Dataset content START

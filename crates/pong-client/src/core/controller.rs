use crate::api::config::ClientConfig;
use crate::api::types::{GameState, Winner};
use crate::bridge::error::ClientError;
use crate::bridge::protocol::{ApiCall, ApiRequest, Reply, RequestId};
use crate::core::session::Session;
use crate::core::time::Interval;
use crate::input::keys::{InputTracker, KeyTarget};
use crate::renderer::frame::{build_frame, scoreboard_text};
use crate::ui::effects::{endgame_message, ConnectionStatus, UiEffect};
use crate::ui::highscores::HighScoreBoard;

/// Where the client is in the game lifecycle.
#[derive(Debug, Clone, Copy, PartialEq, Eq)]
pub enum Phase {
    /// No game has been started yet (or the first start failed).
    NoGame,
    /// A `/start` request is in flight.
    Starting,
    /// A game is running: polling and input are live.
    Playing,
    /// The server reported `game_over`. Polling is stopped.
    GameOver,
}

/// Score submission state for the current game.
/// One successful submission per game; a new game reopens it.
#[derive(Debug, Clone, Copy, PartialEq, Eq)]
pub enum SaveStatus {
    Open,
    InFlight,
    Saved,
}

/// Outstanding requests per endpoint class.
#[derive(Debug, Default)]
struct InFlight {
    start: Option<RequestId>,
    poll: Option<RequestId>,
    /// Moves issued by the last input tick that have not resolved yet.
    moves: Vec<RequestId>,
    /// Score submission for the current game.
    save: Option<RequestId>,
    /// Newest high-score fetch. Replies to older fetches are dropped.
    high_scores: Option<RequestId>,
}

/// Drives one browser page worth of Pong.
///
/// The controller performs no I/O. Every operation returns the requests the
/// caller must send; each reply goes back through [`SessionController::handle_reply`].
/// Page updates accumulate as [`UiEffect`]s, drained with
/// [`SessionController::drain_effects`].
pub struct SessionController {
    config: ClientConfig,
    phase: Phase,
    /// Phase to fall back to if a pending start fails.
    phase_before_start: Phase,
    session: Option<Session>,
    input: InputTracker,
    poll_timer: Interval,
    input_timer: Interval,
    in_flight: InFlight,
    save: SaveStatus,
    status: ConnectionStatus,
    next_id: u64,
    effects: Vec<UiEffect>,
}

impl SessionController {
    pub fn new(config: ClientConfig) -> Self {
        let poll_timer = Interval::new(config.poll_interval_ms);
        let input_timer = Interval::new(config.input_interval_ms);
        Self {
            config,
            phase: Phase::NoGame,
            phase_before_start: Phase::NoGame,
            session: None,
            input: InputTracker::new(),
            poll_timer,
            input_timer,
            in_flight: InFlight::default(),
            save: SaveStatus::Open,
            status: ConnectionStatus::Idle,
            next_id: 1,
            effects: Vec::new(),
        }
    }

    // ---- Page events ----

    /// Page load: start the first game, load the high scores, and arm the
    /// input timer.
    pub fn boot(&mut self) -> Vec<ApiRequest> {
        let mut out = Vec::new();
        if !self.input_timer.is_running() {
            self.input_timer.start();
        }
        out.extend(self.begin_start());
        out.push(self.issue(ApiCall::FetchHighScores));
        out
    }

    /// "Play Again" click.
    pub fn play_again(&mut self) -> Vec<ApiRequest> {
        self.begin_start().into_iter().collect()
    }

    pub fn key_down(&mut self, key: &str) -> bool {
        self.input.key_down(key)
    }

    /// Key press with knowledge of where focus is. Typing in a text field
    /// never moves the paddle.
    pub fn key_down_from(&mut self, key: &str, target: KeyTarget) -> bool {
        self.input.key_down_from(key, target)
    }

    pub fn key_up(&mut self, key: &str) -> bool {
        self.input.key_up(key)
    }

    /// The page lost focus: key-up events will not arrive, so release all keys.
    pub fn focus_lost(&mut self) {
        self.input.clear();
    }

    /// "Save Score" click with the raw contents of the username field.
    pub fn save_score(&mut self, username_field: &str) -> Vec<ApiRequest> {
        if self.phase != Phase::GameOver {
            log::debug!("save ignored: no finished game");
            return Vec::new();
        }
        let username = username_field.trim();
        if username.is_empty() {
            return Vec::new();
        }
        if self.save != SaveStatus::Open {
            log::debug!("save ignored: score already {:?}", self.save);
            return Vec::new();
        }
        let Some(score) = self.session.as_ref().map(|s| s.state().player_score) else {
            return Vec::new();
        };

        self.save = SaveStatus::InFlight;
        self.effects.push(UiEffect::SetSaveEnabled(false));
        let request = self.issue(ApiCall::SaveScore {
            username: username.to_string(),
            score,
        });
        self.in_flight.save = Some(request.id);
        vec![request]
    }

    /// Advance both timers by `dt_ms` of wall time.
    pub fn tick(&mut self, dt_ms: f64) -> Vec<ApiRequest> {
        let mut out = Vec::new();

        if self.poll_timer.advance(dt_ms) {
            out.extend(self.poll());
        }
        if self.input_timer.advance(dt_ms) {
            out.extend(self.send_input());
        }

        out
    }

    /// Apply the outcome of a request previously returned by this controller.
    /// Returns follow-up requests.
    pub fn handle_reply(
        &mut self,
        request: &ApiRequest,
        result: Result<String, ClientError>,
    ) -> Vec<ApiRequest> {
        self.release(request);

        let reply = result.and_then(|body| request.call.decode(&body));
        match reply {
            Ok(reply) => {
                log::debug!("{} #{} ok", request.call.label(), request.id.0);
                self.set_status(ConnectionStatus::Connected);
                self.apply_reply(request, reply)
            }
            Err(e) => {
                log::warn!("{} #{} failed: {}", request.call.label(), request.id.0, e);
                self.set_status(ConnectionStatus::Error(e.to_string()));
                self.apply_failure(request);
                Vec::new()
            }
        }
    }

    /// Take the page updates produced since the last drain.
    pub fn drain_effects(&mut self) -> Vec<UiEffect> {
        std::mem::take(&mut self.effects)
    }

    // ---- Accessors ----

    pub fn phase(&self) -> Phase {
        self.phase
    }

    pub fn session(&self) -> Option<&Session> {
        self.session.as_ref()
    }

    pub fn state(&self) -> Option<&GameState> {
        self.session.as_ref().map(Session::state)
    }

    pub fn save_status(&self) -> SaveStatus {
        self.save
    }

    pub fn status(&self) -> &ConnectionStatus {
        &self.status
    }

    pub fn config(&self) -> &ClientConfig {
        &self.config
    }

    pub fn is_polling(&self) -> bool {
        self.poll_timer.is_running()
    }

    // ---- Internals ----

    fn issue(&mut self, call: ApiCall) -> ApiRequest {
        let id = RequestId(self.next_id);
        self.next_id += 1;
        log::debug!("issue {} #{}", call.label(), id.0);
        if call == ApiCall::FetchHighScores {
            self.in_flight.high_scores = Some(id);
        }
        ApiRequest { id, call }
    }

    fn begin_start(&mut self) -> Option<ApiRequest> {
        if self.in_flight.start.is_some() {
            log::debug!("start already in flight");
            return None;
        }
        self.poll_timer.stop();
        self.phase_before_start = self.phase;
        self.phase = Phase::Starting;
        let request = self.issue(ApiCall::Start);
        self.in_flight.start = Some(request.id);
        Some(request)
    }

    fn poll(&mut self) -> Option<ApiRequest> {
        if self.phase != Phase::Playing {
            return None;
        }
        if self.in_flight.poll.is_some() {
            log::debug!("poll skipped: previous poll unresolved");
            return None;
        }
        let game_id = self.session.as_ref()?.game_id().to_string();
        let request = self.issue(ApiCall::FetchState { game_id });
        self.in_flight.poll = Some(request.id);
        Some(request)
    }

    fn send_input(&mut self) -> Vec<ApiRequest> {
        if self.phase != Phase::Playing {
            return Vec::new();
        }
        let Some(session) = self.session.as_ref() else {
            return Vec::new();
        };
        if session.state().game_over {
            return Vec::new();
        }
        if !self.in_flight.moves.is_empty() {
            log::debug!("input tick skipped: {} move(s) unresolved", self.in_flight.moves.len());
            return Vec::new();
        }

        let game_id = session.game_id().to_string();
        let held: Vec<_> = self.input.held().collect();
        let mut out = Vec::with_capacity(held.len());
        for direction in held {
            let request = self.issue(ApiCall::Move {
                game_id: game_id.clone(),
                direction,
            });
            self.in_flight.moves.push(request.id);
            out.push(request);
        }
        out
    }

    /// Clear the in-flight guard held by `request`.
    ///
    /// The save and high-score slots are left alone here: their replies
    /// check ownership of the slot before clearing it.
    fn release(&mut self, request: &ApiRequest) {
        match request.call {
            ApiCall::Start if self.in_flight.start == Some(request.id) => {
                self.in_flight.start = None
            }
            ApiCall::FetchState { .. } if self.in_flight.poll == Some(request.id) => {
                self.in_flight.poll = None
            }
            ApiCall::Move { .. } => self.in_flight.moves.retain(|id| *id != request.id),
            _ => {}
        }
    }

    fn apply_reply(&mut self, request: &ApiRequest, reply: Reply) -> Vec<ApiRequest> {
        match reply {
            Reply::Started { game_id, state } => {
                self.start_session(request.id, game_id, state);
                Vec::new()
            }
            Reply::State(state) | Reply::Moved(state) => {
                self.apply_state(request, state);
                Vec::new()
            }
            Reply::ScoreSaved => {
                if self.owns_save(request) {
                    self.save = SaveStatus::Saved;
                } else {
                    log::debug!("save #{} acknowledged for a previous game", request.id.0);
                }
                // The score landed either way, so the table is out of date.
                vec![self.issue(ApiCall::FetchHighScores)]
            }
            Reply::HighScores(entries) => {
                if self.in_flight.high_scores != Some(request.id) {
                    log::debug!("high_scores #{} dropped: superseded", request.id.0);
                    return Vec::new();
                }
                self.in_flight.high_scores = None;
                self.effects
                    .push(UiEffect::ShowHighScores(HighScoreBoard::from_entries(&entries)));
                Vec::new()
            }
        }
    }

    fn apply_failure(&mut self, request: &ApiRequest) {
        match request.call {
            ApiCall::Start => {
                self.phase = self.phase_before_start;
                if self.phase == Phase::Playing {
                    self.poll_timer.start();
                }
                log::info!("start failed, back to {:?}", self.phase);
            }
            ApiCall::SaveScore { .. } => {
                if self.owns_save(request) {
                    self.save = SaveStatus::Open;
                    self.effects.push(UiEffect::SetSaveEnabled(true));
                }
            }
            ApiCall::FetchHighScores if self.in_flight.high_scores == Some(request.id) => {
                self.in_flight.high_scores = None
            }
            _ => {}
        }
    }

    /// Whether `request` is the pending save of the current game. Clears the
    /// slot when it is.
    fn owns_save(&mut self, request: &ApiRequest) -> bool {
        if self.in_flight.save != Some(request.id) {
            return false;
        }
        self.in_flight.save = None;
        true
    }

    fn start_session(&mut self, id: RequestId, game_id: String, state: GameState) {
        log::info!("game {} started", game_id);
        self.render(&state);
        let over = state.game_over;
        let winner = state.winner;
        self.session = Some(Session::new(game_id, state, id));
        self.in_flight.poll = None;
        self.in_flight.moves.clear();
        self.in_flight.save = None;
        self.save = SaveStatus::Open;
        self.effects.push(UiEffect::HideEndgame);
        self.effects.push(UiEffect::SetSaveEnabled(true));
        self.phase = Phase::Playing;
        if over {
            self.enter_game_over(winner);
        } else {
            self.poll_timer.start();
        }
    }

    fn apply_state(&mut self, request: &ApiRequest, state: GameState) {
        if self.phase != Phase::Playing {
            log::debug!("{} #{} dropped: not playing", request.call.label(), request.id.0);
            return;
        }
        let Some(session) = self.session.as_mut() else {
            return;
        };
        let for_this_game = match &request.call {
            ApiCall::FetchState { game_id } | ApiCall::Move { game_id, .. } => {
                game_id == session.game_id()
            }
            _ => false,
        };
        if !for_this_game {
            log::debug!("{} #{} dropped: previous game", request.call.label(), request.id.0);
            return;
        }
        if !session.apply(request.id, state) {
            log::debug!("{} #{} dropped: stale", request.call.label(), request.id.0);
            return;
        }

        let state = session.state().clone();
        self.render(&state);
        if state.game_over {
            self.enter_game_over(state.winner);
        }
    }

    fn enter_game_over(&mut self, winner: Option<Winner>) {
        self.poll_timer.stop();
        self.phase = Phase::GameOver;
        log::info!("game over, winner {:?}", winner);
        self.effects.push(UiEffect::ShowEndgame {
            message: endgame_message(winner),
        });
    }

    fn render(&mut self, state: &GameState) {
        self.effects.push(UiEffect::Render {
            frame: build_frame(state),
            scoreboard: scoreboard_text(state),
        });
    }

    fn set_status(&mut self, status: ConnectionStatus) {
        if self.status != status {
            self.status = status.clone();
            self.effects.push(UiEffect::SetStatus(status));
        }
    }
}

Dataset content END

§ Task prompt:
Reading through the material above, work out how many lines include "GameState", then state that number alone.

§ Answer for this exercise:
5